use anyhow::{Context, Result};
use tokio::io::{AsyncRead, AsyncWrite};

use crate::engine::EngineHandle;
use crate::stream::{FrameReader, OutputWriter};

/// Counters reported at the end of a replay.
#[derive(Debug, Default, Clone, Copy, PartialEq, Eq)]
pub struct ReplayStats {
    pub frames_read: u64,
    pub frames_emitted: u64,
}

/// Feed every frame from `input` through the session and write each output.
///
/// A rejected frame aborts the replay: it means the upstream producer broke
/// its contract, and later output would be built on a corrupt stream. Output
/// for the frames before it is still flushed.
pub async fn replay<R, W>(engine: &EngineHandle, input: R, output: W) -> Result<(ReplayStats, W)>
where
    R: AsyncRead + Unpin,
    W: AsyncWrite + Unpin,
{
    let mut reader = FrameReader::new(input);
    let mut writer = OutputWriter::new(output);
    let mut stats = ReplayStats::default();

    if let Err(e) = pump(engine, &mut reader, &mut writer, &mut stats).await {
        if let Err(flush) = writer.finish().await {
            tracing::warn!(error = %flush, "failed to flush output after abort");
        }
        tracing::error!(
            frames_read = stats.frames_read,
            frames_emitted = stats.frames_emitted,
            "replay aborted"
        );
        return Err(e);
    }

    let output = writer.finish().await?;
    tracing::info!(
        session = %engine.session_id(),
        frames_read = stats.frames_read,
        frames_emitted = stats.frames_emitted,
        "replay finished"
    );
    Ok((stats, output))
}

async fn pump<R, W>(
    engine: &EngineHandle,
    reader: &mut FrameReader<R>,
    writer: &mut OutputWriter<W>,
    stats: &mut ReplayStats,
) -> Result<()>
where
    R: AsyncRead + Unpin,
    W: AsyncWrite + Unpin,
{
    while let Some((line, frame)) = reader.next_frame().await? {
        stats.frames_read += 1;
        let ts = frame.timestamp_us;
        let produced = engine
            .process(frame)
            .await
            .with_context(|| format!("frame on line {line} (timestamp {ts})"))?;
        if let Some(out) = produced {
            writer.write(&out).await?;
            stats.frames_emitted += 1;
        }
    }
    Ok(())
}

#[cfg(test)]
mod tests {
    use super::*;
    use crate::engine::spawn_engine;
    use ocula_core::SessionOptions;

    const IRIS: &str = r#"[{"x":0.40,"y":0.50},{"x":0.42,"y":0.50},{"x":0.40,"y":0.48},{"x":0.38,"y":0.50},{"x":0.40,"y":0.52},
        {"x":0.60,"y":0.50},{"x":0.62,"y":0.50},{"x":0.60,"y":0.48},{"x":0.58,"y":0.50},{"x":0.60,"y":0.52}]"#;

    fn frame_line(ts: i64, extra: &str) -> String {
        let iris: String = IRIS.split_whitespace().collect();
        format!(r#"{{"timestamp_us":{ts},"iris":{iris},"image_size":{{"width":640,"height":480}}{extra}}}"#)
    }

    #[tokio::test]
    async fn test_replay_skips_empty_frames() {
        let engine = spawn_engine(SessionOptions::default(), 4).unwrap();
        let input = [
            frame_line(1, ""),
            r#"{"timestamp_us":2}"#.to_string(),
            frame_line(3, r#","left_iris_depth_mm":523.0"#),
        ]
        .join("\n");

        let (stats, out) = replay(&engine, input.as_bytes(), Vec::new()).await.unwrap();
        assert_eq!(
            stats,
            ReplayStats {
                frames_read: 3,
                frames_emitted: 2
            }
        );

        let text = String::from_utf8(out).unwrap();
        let outputs: Vec<serde_json::Value> = text
            .lines()
            .map(|l| serde_json::from_str(l).unwrap())
            .collect();
        assert_eq!(outputs[0]["timestamp_us"], 1);
        assert_eq!(outputs[1]["timestamp_us"], 3);
        let last = outputs[1]["primitives"].as_array().unwrap().last().unwrap().clone();
        assert_eq!(last["kind"], "text");
        assert_eq!(last["label"]["display_text"], "Left : 52 cm");
    }

    #[tokio::test]
    async fn test_replay_aborts_on_bad_frame() {
        let engine = spawn_engine(SessionOptions::default(), 4).unwrap();
        let input = [
            frame_line(1, ""),
            r#"{"timestamp_us":2,"iris":[{"x":0.1,"y":0.1}],"image_size":{"width":640,"height":480}}"#
                .to_string(),
        ]
        .join("\n");

        let mut sink = Vec::new();
        let err = replay(&engine, input.as_bytes(), &mut sink).await.unwrap_err();
        let msg = format!("{err:#}");
        assert!(msg.contains("line 2"), "{msg}");
        assert!(msg.contains("wrong number of iris landmarks: 1"), "{msg}");

        // Output for the frame before the rejected one is not lost.
        let text = String::from_utf8(sink).unwrap();
        let written: Vec<serde_json::Value> = text
            .lines()
            .map(|l| serde_json::from_str(l).unwrap())
            .collect();
        assert_eq!(written.len(), 1);
        assert_eq!(written[0]["timestamp_us"], 1);
    }
}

[Task prompt]
The answer must consist of every line from the data that contains the word "await".

[Solution to this exercise]
    if let Err(e) = pump(engine, &mut reader, &mut writer, &mut stats).await {
        if let Err(flush) = writer.finish().await {
    let output = writer.finish().await?;
    while let Some((line, frame)) = reader.next_frame().await? {
            .await
            writer.write(&out).await?;
        let (stats, out) = replay(&engine, input.as_bytes(), Vec::new()).await.unwrap();
        let err = replay(&engine, input.as_bytes(), &mut sink).await.unwrap_err();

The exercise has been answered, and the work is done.